Data items:
----
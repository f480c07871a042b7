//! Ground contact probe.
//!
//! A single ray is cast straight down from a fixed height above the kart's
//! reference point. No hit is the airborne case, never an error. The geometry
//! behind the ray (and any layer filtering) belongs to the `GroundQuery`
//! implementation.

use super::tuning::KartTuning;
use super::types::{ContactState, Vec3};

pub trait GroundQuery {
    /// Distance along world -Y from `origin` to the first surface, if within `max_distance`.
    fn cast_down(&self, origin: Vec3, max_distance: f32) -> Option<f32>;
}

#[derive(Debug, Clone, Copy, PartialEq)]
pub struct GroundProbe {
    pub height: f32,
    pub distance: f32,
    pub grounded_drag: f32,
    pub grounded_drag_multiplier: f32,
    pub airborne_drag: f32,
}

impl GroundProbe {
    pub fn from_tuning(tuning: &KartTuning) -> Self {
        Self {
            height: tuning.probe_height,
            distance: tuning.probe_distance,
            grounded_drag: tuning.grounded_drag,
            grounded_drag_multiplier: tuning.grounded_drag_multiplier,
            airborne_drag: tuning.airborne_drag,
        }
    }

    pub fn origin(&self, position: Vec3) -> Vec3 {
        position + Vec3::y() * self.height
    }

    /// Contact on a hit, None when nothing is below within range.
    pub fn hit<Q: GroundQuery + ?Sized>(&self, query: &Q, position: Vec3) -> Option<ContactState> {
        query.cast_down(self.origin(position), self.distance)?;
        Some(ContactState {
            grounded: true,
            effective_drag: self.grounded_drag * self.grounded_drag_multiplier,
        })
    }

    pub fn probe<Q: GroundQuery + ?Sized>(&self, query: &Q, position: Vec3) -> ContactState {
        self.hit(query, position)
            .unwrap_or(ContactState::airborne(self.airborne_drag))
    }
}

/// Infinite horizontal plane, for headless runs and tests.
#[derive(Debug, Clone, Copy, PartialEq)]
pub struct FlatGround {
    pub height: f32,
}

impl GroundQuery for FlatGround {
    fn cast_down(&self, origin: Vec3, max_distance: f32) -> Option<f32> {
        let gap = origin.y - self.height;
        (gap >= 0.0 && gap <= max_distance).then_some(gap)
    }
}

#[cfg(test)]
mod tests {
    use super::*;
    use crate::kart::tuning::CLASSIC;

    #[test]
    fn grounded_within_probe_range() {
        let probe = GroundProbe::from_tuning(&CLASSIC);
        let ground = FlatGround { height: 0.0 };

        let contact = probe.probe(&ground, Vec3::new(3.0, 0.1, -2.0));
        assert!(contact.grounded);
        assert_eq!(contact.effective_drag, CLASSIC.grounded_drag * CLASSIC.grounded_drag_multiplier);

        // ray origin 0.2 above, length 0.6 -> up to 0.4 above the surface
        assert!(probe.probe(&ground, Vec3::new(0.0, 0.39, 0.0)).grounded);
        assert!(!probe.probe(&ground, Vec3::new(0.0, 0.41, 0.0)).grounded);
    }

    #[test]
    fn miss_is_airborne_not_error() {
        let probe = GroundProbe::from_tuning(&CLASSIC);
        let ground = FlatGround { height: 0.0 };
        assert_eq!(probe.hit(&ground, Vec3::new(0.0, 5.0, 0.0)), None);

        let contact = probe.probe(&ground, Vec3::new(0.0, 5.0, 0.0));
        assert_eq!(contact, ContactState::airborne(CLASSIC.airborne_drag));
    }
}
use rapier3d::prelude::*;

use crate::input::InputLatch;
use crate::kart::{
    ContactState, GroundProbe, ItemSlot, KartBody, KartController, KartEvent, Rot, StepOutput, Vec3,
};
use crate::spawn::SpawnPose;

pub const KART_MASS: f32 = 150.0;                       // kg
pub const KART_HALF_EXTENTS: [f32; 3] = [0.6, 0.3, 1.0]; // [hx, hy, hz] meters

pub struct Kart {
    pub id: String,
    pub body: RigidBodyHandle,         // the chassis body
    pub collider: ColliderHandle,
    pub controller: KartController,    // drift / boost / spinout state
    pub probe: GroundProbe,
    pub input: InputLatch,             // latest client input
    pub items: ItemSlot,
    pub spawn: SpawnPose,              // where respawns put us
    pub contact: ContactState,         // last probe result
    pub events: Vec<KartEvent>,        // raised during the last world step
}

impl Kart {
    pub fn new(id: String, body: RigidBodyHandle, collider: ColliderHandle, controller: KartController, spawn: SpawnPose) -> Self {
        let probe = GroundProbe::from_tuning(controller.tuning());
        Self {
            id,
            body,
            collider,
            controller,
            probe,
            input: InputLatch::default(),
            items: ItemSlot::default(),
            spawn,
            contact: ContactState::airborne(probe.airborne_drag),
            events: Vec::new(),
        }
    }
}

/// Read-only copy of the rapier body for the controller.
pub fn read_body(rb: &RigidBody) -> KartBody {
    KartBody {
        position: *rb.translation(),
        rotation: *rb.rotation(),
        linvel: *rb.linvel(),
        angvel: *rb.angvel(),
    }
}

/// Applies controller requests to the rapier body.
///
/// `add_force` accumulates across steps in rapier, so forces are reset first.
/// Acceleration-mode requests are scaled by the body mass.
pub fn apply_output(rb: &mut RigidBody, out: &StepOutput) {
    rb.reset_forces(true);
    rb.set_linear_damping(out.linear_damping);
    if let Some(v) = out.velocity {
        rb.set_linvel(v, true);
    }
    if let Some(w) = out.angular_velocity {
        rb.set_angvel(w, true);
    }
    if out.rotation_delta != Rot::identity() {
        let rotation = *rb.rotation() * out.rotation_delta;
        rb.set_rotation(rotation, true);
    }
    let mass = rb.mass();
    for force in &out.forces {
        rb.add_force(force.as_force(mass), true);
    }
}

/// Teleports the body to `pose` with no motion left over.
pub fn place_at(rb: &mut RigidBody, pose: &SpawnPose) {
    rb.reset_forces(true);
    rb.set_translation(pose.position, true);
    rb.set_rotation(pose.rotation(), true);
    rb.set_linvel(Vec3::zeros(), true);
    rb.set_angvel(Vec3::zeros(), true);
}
----
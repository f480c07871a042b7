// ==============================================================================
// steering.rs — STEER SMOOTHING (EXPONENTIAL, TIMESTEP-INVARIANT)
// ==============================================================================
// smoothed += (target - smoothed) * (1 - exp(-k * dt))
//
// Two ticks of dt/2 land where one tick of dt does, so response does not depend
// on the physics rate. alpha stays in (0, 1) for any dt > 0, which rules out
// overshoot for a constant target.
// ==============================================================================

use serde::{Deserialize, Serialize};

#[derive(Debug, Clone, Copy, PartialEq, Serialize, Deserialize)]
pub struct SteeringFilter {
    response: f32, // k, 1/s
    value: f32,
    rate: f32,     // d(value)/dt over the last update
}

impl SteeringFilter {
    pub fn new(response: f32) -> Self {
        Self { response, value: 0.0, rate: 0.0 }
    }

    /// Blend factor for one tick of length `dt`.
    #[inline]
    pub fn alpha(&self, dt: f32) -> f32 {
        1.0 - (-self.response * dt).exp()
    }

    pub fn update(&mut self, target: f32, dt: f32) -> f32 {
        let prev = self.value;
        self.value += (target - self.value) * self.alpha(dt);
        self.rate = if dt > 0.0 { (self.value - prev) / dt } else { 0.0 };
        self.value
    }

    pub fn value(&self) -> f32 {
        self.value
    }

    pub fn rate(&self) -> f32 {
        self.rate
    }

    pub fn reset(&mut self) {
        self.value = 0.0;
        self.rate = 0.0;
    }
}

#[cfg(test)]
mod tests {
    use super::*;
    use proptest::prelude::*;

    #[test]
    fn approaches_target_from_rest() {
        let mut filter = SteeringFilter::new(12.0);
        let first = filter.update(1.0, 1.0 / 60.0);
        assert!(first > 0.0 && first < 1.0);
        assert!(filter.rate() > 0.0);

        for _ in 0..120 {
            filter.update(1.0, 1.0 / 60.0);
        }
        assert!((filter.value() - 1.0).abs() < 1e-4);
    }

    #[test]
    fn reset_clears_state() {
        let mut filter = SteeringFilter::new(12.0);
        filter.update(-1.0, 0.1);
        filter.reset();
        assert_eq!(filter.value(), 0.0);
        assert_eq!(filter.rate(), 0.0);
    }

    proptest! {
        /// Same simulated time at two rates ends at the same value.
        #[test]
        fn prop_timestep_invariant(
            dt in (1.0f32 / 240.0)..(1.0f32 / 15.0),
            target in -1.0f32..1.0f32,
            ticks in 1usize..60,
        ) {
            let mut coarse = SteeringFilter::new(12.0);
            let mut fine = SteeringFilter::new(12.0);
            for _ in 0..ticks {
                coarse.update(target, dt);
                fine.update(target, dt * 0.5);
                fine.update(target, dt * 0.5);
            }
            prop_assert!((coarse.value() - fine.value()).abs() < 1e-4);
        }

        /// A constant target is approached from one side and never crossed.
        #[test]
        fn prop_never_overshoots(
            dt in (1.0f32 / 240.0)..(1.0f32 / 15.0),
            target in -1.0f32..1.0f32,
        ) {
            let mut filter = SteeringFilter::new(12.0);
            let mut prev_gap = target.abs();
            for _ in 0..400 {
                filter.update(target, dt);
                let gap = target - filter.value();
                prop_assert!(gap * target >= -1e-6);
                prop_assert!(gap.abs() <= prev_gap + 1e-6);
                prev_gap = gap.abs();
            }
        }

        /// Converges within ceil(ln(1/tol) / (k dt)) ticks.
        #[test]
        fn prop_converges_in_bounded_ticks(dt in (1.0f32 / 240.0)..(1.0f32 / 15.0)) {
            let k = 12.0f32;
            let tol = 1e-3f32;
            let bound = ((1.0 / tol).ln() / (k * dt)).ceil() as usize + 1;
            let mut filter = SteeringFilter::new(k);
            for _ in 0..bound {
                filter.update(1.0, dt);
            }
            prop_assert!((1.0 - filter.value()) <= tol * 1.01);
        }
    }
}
----
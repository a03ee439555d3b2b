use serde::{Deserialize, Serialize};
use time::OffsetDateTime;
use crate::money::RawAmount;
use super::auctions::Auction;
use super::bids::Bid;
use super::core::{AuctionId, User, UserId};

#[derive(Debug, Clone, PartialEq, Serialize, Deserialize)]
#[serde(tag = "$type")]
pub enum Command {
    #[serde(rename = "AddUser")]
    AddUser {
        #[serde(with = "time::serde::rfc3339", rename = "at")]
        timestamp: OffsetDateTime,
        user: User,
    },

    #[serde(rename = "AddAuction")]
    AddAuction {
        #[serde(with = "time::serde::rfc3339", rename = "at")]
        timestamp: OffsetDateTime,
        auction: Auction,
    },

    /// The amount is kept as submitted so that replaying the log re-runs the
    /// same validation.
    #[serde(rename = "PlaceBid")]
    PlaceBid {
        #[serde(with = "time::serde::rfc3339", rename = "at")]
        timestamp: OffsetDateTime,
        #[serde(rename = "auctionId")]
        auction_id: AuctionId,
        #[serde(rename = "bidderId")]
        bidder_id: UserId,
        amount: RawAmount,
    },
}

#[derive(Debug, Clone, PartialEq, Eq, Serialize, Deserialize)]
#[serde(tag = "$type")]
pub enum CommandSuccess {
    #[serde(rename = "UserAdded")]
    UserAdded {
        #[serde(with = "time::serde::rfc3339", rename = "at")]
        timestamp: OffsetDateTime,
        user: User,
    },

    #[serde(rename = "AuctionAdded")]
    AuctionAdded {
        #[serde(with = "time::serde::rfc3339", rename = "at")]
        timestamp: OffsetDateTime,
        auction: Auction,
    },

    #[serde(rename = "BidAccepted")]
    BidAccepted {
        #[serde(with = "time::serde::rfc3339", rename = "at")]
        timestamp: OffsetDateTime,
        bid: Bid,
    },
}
----
TASK BRIEF: Write out exactly the lines above between the line with "for the controller." and the line with "if let Some(w)", inclusive, and nothing beyond them.

PROBLEM SOLUTION:
/// Read-only copy of the rapier body for the controller.
pub fn read_body(rb: &RigidBody) -> KartBody {
    KartBody {
        position: *rb.translation(),
        rotation: *rb.rotation(),
        linvel: *rb.linvel(),
        angvel: *rb.angvel(),
    }
}

/// Applies controller requests to the rapier body.
///
/// `add_force` accumulates across steps in rapier, so forces are reset first.
/// Acceleration-mode requests are scaled by the body mass.
pub fn apply_output(rb: &mut RigidBody, out: &StepOutput) {
    rb.reset_forces(true);
    rb.set_linear_damping(out.linear_damping);
    if let Some(v) = out.velocity {
        rb.set_linvel(v, true);
    }
    if let Some(w) = out.angular_velocity {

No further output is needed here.